Requirement
Look for the line containing "use super::UpcomingGamesProvider;" in the entries below, then print that line and all that follow it exactly.

---------- Data extract

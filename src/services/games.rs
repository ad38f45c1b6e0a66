//! Upcoming-games provider.
//!
//! `GET /mlb/todays-games?sport=` returns a bare array or `{"games": [...]}`.

use anyhow::{Context, Result};
use async_trait::async_trait;
use serde_json::Value;
use tracing::debug;

use super::client::{unwrap_list, BackendClient};
use super::UpcomingGamesProvider;
use crate::types::{Game, Sport};

const GAMES_PATH: &str = "/mlb/todays-games";
const LIST_KEYS: &[&str] = &["games", "data"];

/// HTTP `UpcomingGamesProvider` against the analytics backend.
pub struct HttpGamesProvider {
    backend: BackendClient,
}

impl HttpGamesProvider {
    pub fn new(backend: BackendClient) -> Self {
        Self { backend }
    }

    fn parse(body: Value) -> Result<Vec<Game>> {
        let games = unwrap_list(body, LIST_KEYS)?
            .into_iter()
            .filter_map(|raw| match serde_json::from_value::<Game>(raw) {
                Ok(game) => Some(game),
                Err(e) => {
                    debug!(error = %e, "Skipping malformed game record");
                    None
                }
            })
            .collect();
        Ok(games)
    }
}

#[async_trait]
impl UpcomingGamesProvider for HttpGamesProvider {
    async fn upcoming_games(&self, sport: &Sport) -> Result<Vec<Game>> {
        let path = format!("{GAMES_PATH}?sport={}", urlencoding::encode(sport.id()));
        let body: Value = self
            .backend
            .get_json(&path)
            .await
            .with_context(|| format!("Failed to fetch upcoming games for {sport}"))?;
        Self::parse(body)
    }
}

--------------------

Exercise result
use super::UpcomingGamesProvider;
use crate::types::{Game, Sport};

const GAMES_PATH: &str = "/mlb/todays-games";
const LIST_KEYS: &[&str] = &["games", "data"];

/// HTTP `UpcomingGamesProvider` against the analytics backend.
pub struct HttpGamesProvider {
    backend: BackendClient,
}

impl HttpGamesProvider {
    pub fn new(backend: BackendClient) -> Self {
        Self { backend }
    }

    fn parse(body: Value) -> Result<Vec<Game>> {
        let games = unwrap_list(body, LIST_KEYS)?
            .into_iter()
            .filter_map(|raw| match serde_json::from_value::<Game>(raw) {
                Ok(game) => Some(game),
                Err(e) => {
                    debug!(error = %e, "Skipping malformed game record");
                    None
                }
            })
            .collect();
        Ok(games)
    }
}

#[async_trait]
impl UpcomingGamesProvider for HttpGamesProvider {
    async fn upcoming_games(&self, sport: &Sport) -> Result<Vec<Game>> {
        let path = format!("{GAMES_PATH}?sport={}", urlencoding::encode(sport.id()));
        let body: Value = self
            .backend
            .get_json(&path)
            .await
            .with_context(|| format!("Failed to fetch upcoming games for {sport}"))?;
        Self::parse(body)
    }
}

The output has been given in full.